Monday, February 22, 2010

I bet you think this joke is about you

A back injury has relegated me to the horizontal plane for the past week, and I haven't felt like blogging much. But thanks to Allah and Vicodin (mostly Vicodin), I can resume. I'm sorry to my thousands of devoted fans for the hiatus. One particular story from this past week struck a chord with me. If you haven't heard/seen, a recent Family Guy episode featured a character with Down syndrome, the voice of which was done by an actress who actually has Down syndrome. In the episode, it's insinuated that this character's mother is Sarah Palin, whose son, Trig, has Down syndrome. (When asked what her parents do, the character, Ellen, responds, "my mom is the former governor of Alaska.)
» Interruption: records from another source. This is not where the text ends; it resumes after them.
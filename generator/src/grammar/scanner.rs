//! Scanner for the grammar surface syntax (spec §6).

use std::fmt;

#[derive(Debug, Clone, PartialEq, Eq)]
pub enum TokenKind {
    Ident(String),
    Str(String),
    Epsilon,
    Arrow,
    Bar,
    Dot,
    Eof,
}

#[derive(Debug, Clone, PartialEq, Eq)]
pub struct Token {
    pub kind: TokenKind,
    pub line: usize,
    pub column: usize,
}

#[derive(Debug, Clone, PartialEq, Eq, thiserror::Error)]
pub enum ScanError {
    #[error("unterminated string literal starting at {line}:{column}")]
    UnterminatedString { line: usize, column: usize },
    #[error("unexpected character {ch:?} at {line}:{column}")]
    UnexpectedChar {
        ch: char,
        line: usize,
        column: usize,
    },
}

impl fmt::Display for TokenKind {
    fn fmt(&self, f: &mut fmt::Formatter<'_>) -> fmt::Result {
        match self {
            TokenKind::Ident(s) => write!(f, "identifier {s:?}"),
            TokenKind::Str(s) => write!(f, "string {s:?}"),
            TokenKind::Epsilon => write!(f, "epsilon"),
            TokenKind::Arrow => write!(f, "'->'"),
            TokenKind::Bar => write!(f, "'|'"),
            TokenKind::Dot => write!(f, "'.'"),
            TokenKind::Eof => write!(f, "end of input"),
        }
    }
}

pub struct Scanner<'a> {
    chars: Vec<char>,
    pos: usize,
    line: usize,
    column: usize,
    _source: &'a str,
}

fn is_ident_start(c: char) -> bool {
    c == '_' || c.is_alphabetic()
}

fn is_ident_continue(c: char) -> bool {
    c == '_' || c.is_alphanumeric()
}

impl<'a> Scanner<'a> {
    pub fn new(source: &'a str) -> Self {
        Self {
            chars: source.chars().collect(),
            pos: 0,
            line: 1,
            column: 1,
            _source: source,
        }
    }

    pub fn tokenize(mut self) -> Result<Vec<Token>, ScanError> {
        let mut tokens = Vec::new();
        loop {
            let token = self.next_token()?;
            let is_eof = token.kind == TokenKind::Eof;
            tokens.push(token);
            if is_eof {
                break;
            }
        }
        Ok(tokens)
    }

    fn peek(&self) -> Option<char> {
        self.chars.get(self.pos).copied()
    }

    fn peek_at(&self, offset: usize) -> Option<char> {
        self.chars.get(self.pos + offset).copied()
    }

    fn advance(&mut self) -> Option<char> {
        let c = self.peek()?;
        self.pos += 1;
        if c == '\n' {
            self.line += 1;
            self.column = 1;
        } else {
            self.column += 1;
        }
        Some(c)
    }

    fn skip_trivia(&mut self) {
        loop {
            match self.peek() {
                Some(c) if c.is_whitespace() => {
                    self.advance();
                }
                Some('/') if self.peek_at(1) == Some('/') => {
                    while let Some(c) = self.peek() {
                        if c == '\n' {
                            break;
                        }
                        self.advance();
                    }
                }
                _ => break,
            }
        }
    }

    fn next_token(&mut self) -> Result<Token, ScanError> {
        self.skip_trivia();
        let (line, column) = (self.line, self.column);

        let Some(c) = self.peek() else {
            return Ok(Token {
                kind: TokenKind::Eof,
                line,
                column,
            });
        };

        if c == '-' && self.peek_at(1) == Some('>') {
            self.advance();
            self.advance();
            return Ok(Token {
                kind: TokenKind::Arrow,
                line,
                column,
            });
        }
        if c == '→' {
            self.advance();
            return Ok(Token {
                kind: TokenKind::Arrow,
                line,
                column,
            });
        }
        if c == '|' {
            self.advance();
            return Ok(Token {
                kind: TokenKind::Bar,
                line,
                column,
            });
        }
        if c == '.' {
            self.advance();
            return Ok(Token {
                kind: TokenKind::Dot,
                line,
                column,
            });
        }
        if c == 'ε' {
            self.advance();
            return Ok(Token {
                kind: TokenKind::Epsilon,
                line,
                column,
            });
        }
        if c == '"' {
            return self.scan_string(line, column);
        }
        if is_ident_start(c) {
            return Ok(self.scan_ident(line, column));
        }

        self.advance();
        Err(ScanError::UnexpectedChar { ch: c, line, column })
    }

    fn scan_string(&mut self, line: usize, column: usize) -> Result<Token, ScanError> {
        self.advance(); // opening quote
        let mut s = String::new();
        loop {
            match self.advance() {
                None | Some('\n') => {
                    return Err(ScanError::UnterminatedString { line, column })
                }
                Some('"') => break,
                Some('\\') => match self.advance() {
                    Some('n') => s.push('\n'),
                    Some('t') => s.push('\t'),
                    Some('r') => s.push('\r'),
                    Some('\\') => s.push('\\'),
                    Some('"') => s.push('"'),
                    Some(other) => s.push(other),
                    None => return Err(ScanError::UnterminatedString { line, column }),
                },
                Some(other) => s.push(other),
            }
        }
        Ok(Token {
            kind: TokenKind::Str(s),
            line,
            column,
        })
    }

    fn scan_ident(&mut self, line: usize, column: usize) -> Token {
        let mut s = String::new();
        while let Some(c) = self.peek() {
            if is_ident_continue(c) {
                s.push(c);
                self.advance();
            } else {
                break;
            }
        }
        let kind = if s == "e" {
            TokenKind::Epsilon
        } else {
            TokenKind::Ident(s)
        };
        Token { kind, line, column }
    }
}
Uh oh. Palin has a history of taking jokes about her a bit personally. When David Letterman joked a little while back that Palin had come to New York for the purpose of going to Bloomingdale's to update her "slutty flight-attendant look," she wasn't laughing. Her response was that Letterman had missed the real point of her trip, which was to attend an autism conference. On top of this, she also let fly some barely incoherent, sanctimonious babble—the kind of dialogue that we’ve come to expect, and that I’ve grown quite fond of—, this time something about the degradation of women. Sarah's right, Letterman did miss the point, and I'm guessing he missed it on purpose, because autism conferences don't make for good jokes. Like a true, gross politician, she made a pretty harmless jab into a self-important advertisement for herself about the good deeds she was doing.
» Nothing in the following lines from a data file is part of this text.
//! End-to-end pipeline tests against the concrete scenarios from the
//! specification's testable-properties section: grammar source in,
//! either an assembled table (driven directly) or an emitted driver
//! module out.

use slr_generator::{analyze, generate, GenError, Settings, TableDriver};
use slr_runtime::{Token, VecLexer};

const EXPR_GRAMMAR: &str = "E -> T | E \"+\" T .\nT -> F | T \"*\" F .\nF -> \"(\" E \")\" | \"id\" .\n";

fn tok(kind: &str, literal: &str) -> Token {
    Token::new(kind, literal)
}

/// Scenario 1: the classic expression grammar normalizes to 7
/// productions, builds 12 states, and assembles without conflicts.
#[test]
fn scenario_1_classic_expression_grammar() {
    let (grammar, collection, _table) = analyze(EXPR_GRAMMAR).expect("grammar analyzes cleanly");
    assert_eq!(grammar.productions.len(), 7);
    assert_eq!(collection.states.len(), 12);
}

/// Scenario 3: an empty grammar is fatal at normalization, before any
/// table is produced.
#[test]
fn scenario_3_empty_grammar_is_rejected() {
    let result = analyze("");
    assert!(matches!(result, Err(GenError::EmptyGrammar)));
}

/// Scenario 4: `S -> S S | "a" .` is ambiguous and must be rejected
/// with a conflict, not silently resolved.
#[test]
fn scenario_4_ambiguous_grammar_is_rejected() {
    let result = analyze("S -> S S | \"a\" .\n");
    match result {
        Err(GenError::Conflict { .. }) => {}
        other => panic!("expected a shift/reduce conflict, got {other:?}"),
    }
}

/// Scenario 5: feeding `id * id + id` through the generic driver over
/// the scenario-1 table yields a tree whose preorder terminal leaves
/// reproduce the input, with `*` binding tighter than `+`.
#[test]
fn scenario_5_driver_parses_respecting_precedence() {
    let (grammar, collection, table) = analyze(EXPR_GRAMMAR).expect("grammar analyzes cleanly");
    let driver = TableDriver::new(&grammar, &collection, &table);

    let tokens = vec![
        tok("id", "id"),
        tok("*", "*"),
        tok("id", "id"),
        tok("+", "+"),
        tok("id", "id"),
    ];
    let mut errors = Vec::new();
    let tree = slr_runtime::parse(&driver, VecLexer::new(tokens), |e| errors.push(e.to_string()));

    assert!(errors.is_empty());
    assert_eq!(tree.typ, "E");
    assert_eq!(tree.terminal_leaves(), vec!["id", "*", "id", "+", "id"]);
    // `*` binds tighter: the left child of the root `E` is itself the
    // `T(F(id) * F(id))` subtree, not a flat three-way split.
    assert_eq!(tree.children.len(), 3);
    assert_eq!(tree.children[0].typ, "E");
    assert_eq!(tree.children[1].val, "+");
}

/// Scenario 6: `id id` is not a sentence of the grammar; the driver
/// must still terminate, firing at least one error callback, and
/// return a tree (built-so-far or synthetic error node) rather than
/// looping or panicking.
#[test]
fn scenario_6_driver_recovers_and_terminates_on_bad_input() {
    let (grammar, collection, table) = analyze(EXPR_GRAMMAR).expect("grammar analyzes cleanly");
    let driver = TableDriver::new(&grammar, &collection, &table);

    let tokens = vec![tok("id", "id"), tok("id", "id")];
    let mut error_count = 0;
    let _tree = slr_runtime::parse(&driver, VecLexer::new(tokens), |_| error_count += 1);

    assert!(error_count >= 1);
}

/// Property 8 (determinism): generating from the same source twice
/// produces byte-identical emitted driver text.
#[test]
fn generation_is_deterministic_across_runs() {
    let settings = Settings::default();
    let first = generate(EXPR_GRAMMAR, &settings).expect("generates");
    let second = generate(EXPR_GRAMMAR, &settings).expect("generates");
    assert_eq!(first, second);
}

/// The X/Y-tail grammar from scenario 2 is itself SLR(1): it must
/// analyze without conflicts even though both `X` and `Y` are
/// nullable.
#[test]
fn scenario_2_nullable_tails_grammar_has_no_conflicts() {
    let source =
        "E -> T X .\nX -> \"+\" T X | e .\nT -> F Y .\nY -> \"*\" F Y | e .\nF -> \"(\" E \")\" | \"id\" .\n";
    let result = analyze(source);
    assert!(result.is_ok(), "expected no conflicts, got {result:?}");
}
//! Canonical collection builder (spec §4.D, component D): closure,
//! GOTO, and the worklist that expands them into the canonical
//! collection of LR(0) item sets.

use indexmap::IndexMap;

use slr_runtime::index::{ProdIndex, StateIndex, StateVec, SymbolIndex};

use crate::items::{Item, ItemSet};
use crate::normalize::NormalizedGrammar;

/// Closure(I) (spec §4.D): repeatedly add `B -> . gamma` for every
/// nonterminal `B` sitting right after a dot, until nothing new
/// appears.
pub fn closure(grammar: &NormalizedGrammar, seed: &ItemSet) -> ItemSet {
    let mut items = seed.clone();
    loop {
        let mut additions = Vec::new();
        for item in items.iter() {
            let Some(symbol) = item.symbol_after_dot(grammar) else {
                continue;
            };
            if grammar.symbol(symbol).terminal {
                continue;
            }
            for index in grammar.productions.indices() {
                if grammar.productions[index].lhs == symbol {
                    let candidate = Item::start(index);
                    if !items.contains(&candidate) {
                        additions.push(candidate);
                    }
                }
            }
        }
        if additions.is_empty() {
            break;
        }
        for item in additions {
            items.insert(item);
        }
    }
    items
}

/// Goto(I, X) (spec §4.D): advance the dot past `X` in every matching
/// item, then close the result. Returns an empty set when no item in
/// `from` has `X` right after its dot.
pub fn goto(grammar: &NormalizedGrammar, from: &ItemSet, symbol: SymbolIndex) -> ItemSet {
    let mut advanced = ItemSet::new();
    for item in from.iter() {
        if item.symbol_after_dot(grammar) == Some(symbol) {
            advanced.insert(item.advanced());
        }
    }
    if advanced.is_empty() {
        return advanced;
    }
    closure(grammar, &advanced)
}

/// The canonical collection: state 0 is `Closure({S' -> . S})`; every
/// further state is reached from an earlier one by GOTO on some
/// symbol, enumerated in `NormalizedGrammar::enumeration_order` (spec
/// §4.D's "implementer chooses an order" escape hatch, fixed here to
/// terminals-then-nonterminals in registration order).
pub struct CanonicalCollection {
    pub states: StateVec<ItemSet>,
    /// `transitions[(state, symbol)] = target state`, populated
    /// alongside the worklist so the table assembler doesn't have to
    /// recompute GOTO. An `IndexMap` rather than a `HashMap` so that
    /// iterating transitions (e.g. for diagnostics) stays in
    /// discovery order, mirroring the teacher's own use of
    /// `IndexMap` to keep per-state transition tables stable
    /// (`rustemo`'s `table.rs` builds its shift/goto rows the same
    /// way).
    pub transitions: IndexMap<(StateIndex, SymbolIndex), StateIndex>,
}

impl CanonicalCollection {
    pub fn goto_state(&self, state: StateIndex, symbol: SymbolIndex) -> Option<StateIndex> {
        self.transitions.get(&(state, symbol)).copied()
    }
}

pub fn build_canonical_collection(grammar: &NormalizedGrammar) -> CanonicalCollection {
    let start_item = ItemSet::from_items([Item::start(ProdIndex(0))]);
    let start_state = closure(grammar, &start_item);

    let mut states: StateVec<ItemSet> = StateVec::new();
    states.push(start_state);
    let mut transitions = IndexMap::new();

    let order = grammar.enumeration_order();

    let mut worklist_pos = 0;
    while worklist_pos < states.len() {
        let current = StateIndex(worklist_pos);
        for &symbol in &order {
            let target_set = goto(grammar, &states[current], symbol);
            if target_set.is_empty() {
                continue;
            }
            let existing = states.indices().find(|&i| states[i] == target_set);
            let target = match existing {
                Some(i) => i,
                None => {
                    let discovered = states.push(target_set);
                    log::debug!(
                        "discovered state {discovered} via GOTO({current}, {})",
                        grammar.symbol(symbol).name
                    );
                    discovered
                }
            };
            transitions.insert((current, symbol), target);
        }
        worklist_pos += 1;
    }

    CanonicalCollection { states, transitions }
}

#[cfg(test)]
mod tests {
    use super::*;
    use crate::grammar::parse as parse_grammar;
    use crate::normalize::normalize;

    #[test]
    fn classic_expression_grammar_has_twelve_states() {
        let surface = parse_grammar(
            "E -> T | E \"+\" T .\nT -> F | T \"*\" F .\nF -> \"(\" E \")\" | \"id\" .\n",
        )
        .expect("valid grammar");
        let grammar = normalize(&surface).expect("grammar normalizes");
        let collection = build_canonical_collection(&grammar);
        assert_eq!(collection.states.len(), 12);
    }

    #[test]
    fn building_twice_is_deterministic() {
        let surface = parse_grammar("S -> \"a\" S | \"a\" .\n").expect("valid grammar");
        let grammar = normalize(&surface).expect("grammar normalizes");
        let first = build_canonical_collection(&grammar);
        let second = build_canonical_collection(&grammar);
        assert_eq!(first.states.len(), second.states.len());
        for index in first.states.indices() {
            assert_eq!(first.states[index], second.states[index]);
        }
    }
}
But jokes about her family are what get her truly riled-up. In June, Letterman said this: "Sarah Palin went to a Yankee game yesterday. There was one awkward moment during the seventh-inning stretch: her daughter was knocked up Alex Rodriguez." Palin's response was to lash out at Letterman, calling him “sexually perverted” for making sordid references about what she believed to be her then 14-year old daughter, Willow. In his own response, Todd Palin, the husband, threw in the totally harmless words "rape" and "despicable," just for good measure. It should be clear to anyone with even a decent sense of humor that Letterman's joke wasn't that funny, as is the case with most of his stuff. But I also thought it should be clear that Letterman was not talking about the 14 year-old Willow, but the 18 year-old, uber-pregnant Bristol. I guess I assumed this because it seemed to me that a joke about one of the Palin kids being pregnant would, most likely, be directed at the kid who was pregnant—not the un-pregnant 14 year-old. Sarah, darling, sometimes you are such a retard.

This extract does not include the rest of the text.